## [Your goal]
Could you filter the listing for lines with the word "DiagnosticPowerModeResponse" and return them?

*** Opening of Source material ***

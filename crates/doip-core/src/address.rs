//! DoIP address and closed enumerations.

use core::fmt;

/// A 16-bit DoIP logical address. `0x0000` is reserved ("no address").
pub type DoipAddress = u16;

/// Lower bound of the valid external-tester source address range.
pub const SOURCE_ADDRESS_MIN: DoipAddress = 0xE000;
/// Upper bound (inclusive) of the valid external-tester source address range.
pub const SOURCE_ADDRESS_MAX: DoipAddress = 0xE3FF;

/// `true` if `addr` is a valid external-tester source address.
pub fn is_valid_source_address(addr: DoipAddress) -> bool {
    (SOURCE_ADDRESS_MIN..=SOURCE_ADDRESS_MAX).contains(&addr)
}

/// Closed payload-type enumeration (ISO 13400-2 Table 17).
#[derive(Debug, Clone, Copy, PartialEq, Eq)]
#[repr(u16)]
pub enum PayloadType {
    NegativeAck = 0x0000,
    VehicleIdentificationRequest = 0x0001,
    VehicleIdentificationRequestWithEid = 0x0002,
    VehicleIdentificationRequestWithVin = 0x0003,
    VehicleIdentificationResponse = 0x0004,
    RoutingActivationRequest = 0x0005,
    RoutingActivationResponse = 0x0006,
    AliveCheckRequest = 0x0007,
    AliveCheckResponse = 0x0008,
    EntityStatusRequest = 0x4001,
    EntityStatusResponse = 0x4002,
    DiagnosticPowerModeRequest = 0x4003,
    DiagnosticPowerModeResponse = 0x4004,
    DiagnosticMessage = 0x8001,
    DiagnosticMessageAck = 0x8002,
    DiagnosticMessageNegativeAck = 0x8003,
    PeriodicDiagnosticMessage = 0x8008,
}

impl PayloadType {
    /// Parses the wire value, rejecting anything outside the closed enum
    /// with `UnknownPayloadType`.
    pub fn try_from_u16(value: u16) -> Option<Self> {
        Some(match value {
            0x0000 => Self::NegativeAck,
            0x0001 => Self::VehicleIdentificationRequest,
            0x0002 => Self::VehicleIdentificationRequestWithEid,
            0x0003 => Self::VehicleIdentificationRequestWithVin,
            0x0004 => Self::VehicleIdentificationResponse,
            0x0005 => Self::RoutingActivationRequest,
            0x0006 => Self::RoutingActivationResponse,
            0x0007 => Self::AliveCheckRequest,
            0x0008 => Self::AliveCheckResponse,
            0x4001 => Self::EntityStatusRequest,
            0x4002 => Self::EntityStatusResponse,
            0x4003 => Self::DiagnosticPowerModeRequest,
            0x4004 => Self::DiagnosticPowerModeResponse,
            0x8001 => Self::DiagnosticMessage,
            0x8002 => Self::DiagnosticMessageAck,
            0x8003 => Self::DiagnosticMessageNegativeAck,
            0x8008 => Self::PeriodicDiagnosticMessage,
            _ => return None,
        })
    }

    pub fn as_u16(self) -> u16 {
        self as u16
    }

    /// `true` for payload types that carry a source/target address pair.
    pub fn carries_addresses(self) -> bool {
        matches!(
            self,
            Self::DiagnosticMessage | Self::DiagnosticMessageAck | Self::DiagnosticMessageNegativeAck
        )
    }
}

impl fmt::Display for PayloadType {
    fn fmt(&self, f: &mut fmt::Formatter<'_>) -> fmt::Result {
        fmt::Debug::fmt(self, f)
    }
}

/// Negative acknowledgement codes.
#[derive(Debug, Clone, Copy, PartialEq, Eq)]
#[repr(u8)]
pub enum NackCode {
    IncorrectPatternFormat = 0,
    UnknownPayloadType = 1,
    MessageTooLarge = 2,
    OutOfMemory = 3,
    InvalidPayloadLength = 4,
}

impl NackCode {
    pub fn try_from_u8(value: u8) -> Option<Self> {
        Some(match value {
            0 => Self::IncorrectPatternFormat,
            1 => Self::UnknownPayloadType,
            2 => Self::MessageTooLarge,
            3 => Self::OutOfMemory,
            4 => Self::InvalidPayloadLength,
            _ => return None,
        })
    }

    pub fn as_u8(self) -> u8 {
        self as u8
    }
}

impl fmt::Display for NackCode {
    fn fmt(&self, f: &mut fmt::Formatter<'_>) -> fmt::Result {
        fmt::Debug::fmt(self, f)
    }
}

/// Diagnostic-message NACK codes, carried in `DiagnosticMessageNegativeAck`.
#[derive(Debug, Clone, Copy, PartialEq, Eq)]
#[repr(u8)]
pub enum DiagnosticNackCode {
    InvalidSourceAddress = 2,
    UnknownTargetAddress = 3,
    DiagnosticMessageTooLarge = 4,
    OutOfMemory = 5,
    TargetUnreachable = 6,
    UnknownNetwork = 7,
    TransportProtocolError = 8,
    TargetBusy = 9,
}

impl DiagnosticNackCode {
    pub fn try_from_u8(value: u8) -> Option<Self> {
        Some(match value {
            2 => Self::InvalidSourceAddress,
            3 => Self::UnknownTargetAddress,
            4 => Self::DiagnosticMessageTooLarge,
            5 => Self::OutOfMemory,
            6 => Self::TargetUnreachable,
            7 => Self::UnknownNetwork,
            8 => Self::TransportProtocolError,
            9 => Self::TargetBusy,
            _ => return None,
        })
    }

    pub fn as_u8(self) -> u8 {
        self as u8
    }
}

impl fmt::Display for DiagnosticNackCode {
    fn fmt(&self, f: &mut fmt::Formatter<'_>) -> fmt::Result {
        fmt::Debug::fmt(self, f)
    }
}

/// Routing-activation result codes.
#[derive(Debug, Clone, Copy, PartialEq, Eq)]
#[repr(u8)]
pub enum RoutingActivationResult {
    UnknownSourceAddress = 0x00,
    NoMoreRoutingSlotsAvailable = 0x01,
    InvalidAddressOrRoutingType = 0x02,
    SourceAddressAlreadyRegistered = 0x03,
    Unauthorized = 0x04,
    MissingConfirmation = 0x05,
    InvalidRoutingType = 0x06,
    SecuredConnectionRequired = 0x07,
    VehicleNotReadyForRouting = 0x08,
    RouteActivated = 0x10,
    RouteActivatedConfirmationRequired = 0x11,
}

impl RoutingActivationResult {
    pub fn try_from_u8(value: u8) -> Option<Self> {
        Some(match value {
            0x00 => Self::UnknownSourceAddress,
            0x01 => Self::NoMoreRoutingSlotsAvailable,
            0x02 => Self::InvalidAddressOrRoutingType,
            0x03 => Self::SourceAddressAlreadyRegistered,
            0x04 => Self::Unauthorized,
            0x05 => Self::MissingConfirmation,
            0x06 => Self::InvalidRoutingType,
            0x07 => Self::SecuredConnectionRequired,
            0x08 => Self::VehicleNotReadyForRouting,
            0x10 => Self::RouteActivated,
            0x11 => Self::RouteActivatedConfirmationRequired,
            _ => return None,
        })
    }

    pub fn as_u8(self) -> u8 {
        self as u8
    }

    /// `true` if the server must close the TCP connection after sending
    /// this result code.
    pub fn closes_connection(self) -> bool {
        matches!(
            self,
            Self::UnknownSourceAddress
                | Self::NoMoreRoutingSlotsAvailable
                | Self::SourceAddressAlreadyRegistered
                | Self::MissingConfirmation
                | Self::InvalidRoutingType
                | Self::SecuredConnectionRequired
        )
    }
}

impl fmt::Display for RoutingActivationResult {
    fn fmt(&self, f: &mut fmt::Formatter<'_>) -> fmt::Result {
        fmt::Debug::fmt(self, f)
    }
}

/// Routing activation type requested by the tester (spec is Default and
/// DiagnosticCommRequired only; other ISO values are a Non-goal).
#[derive(Debug, Clone, Copy, PartialEq, Eq)]
#[repr(u8)]
pub enum RoutingActivationType {
    Default = 0x00,
    DiagnosticCommRequired = 0x01,
}

impl RoutingActivationType {
    pub fn try_from_u8(value: u8) -> Option<Self> {
        Some(match value {
            0x00 => Self::Default,
            0x01 => Self::DiagnosticCommRequired,
            _ => return None,
        })
    }

    pub fn as_u8(self) -> u8 {
        self as u8
    }
}

#[cfg(test)]
mod tests {
    use super::*;

    #[test]
    fn address_validity() {
        assert!(is_valid_source_address(0xE000));
        assert!(is_valid_source_address(0xE3FF));
        assert!(is_valid_source_address(0xE180));
        assert!(!is_valid_source_address(0xDFFF));
        assert!(!is_valid_source_address(0xE400));
        assert!(!is_valid_source_address(0x0000));
    }

    #[test]
    fn payload_type_closed_enum_rejects_unknown() {
        assert!(PayloadType::try_from_u16(0x8001).is_some());
        assert!(PayloadType::try_from_u16(0xFFFF).is_none());
    }

    #[test]
    fn routing_activation_close_policy() {
        assert!(RoutingActivationResult::UnknownSourceAddress.closes_connection());
        assert!(RoutingActivationResult::SourceAddressAlreadyRegistered.closes_connection());
        assert!(!RoutingActivationResult::RouteActivated.closes_connection());
        assert!(!RoutingActivationResult::VehicleNotReadyForRouting.closes_connection());
    }
}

*** Close of Source material ***

## [Finished task]
    DiagnosticPowerModeResponse = 0x4004,
            0x4004 => Self::DiagnosticPowerModeResponse,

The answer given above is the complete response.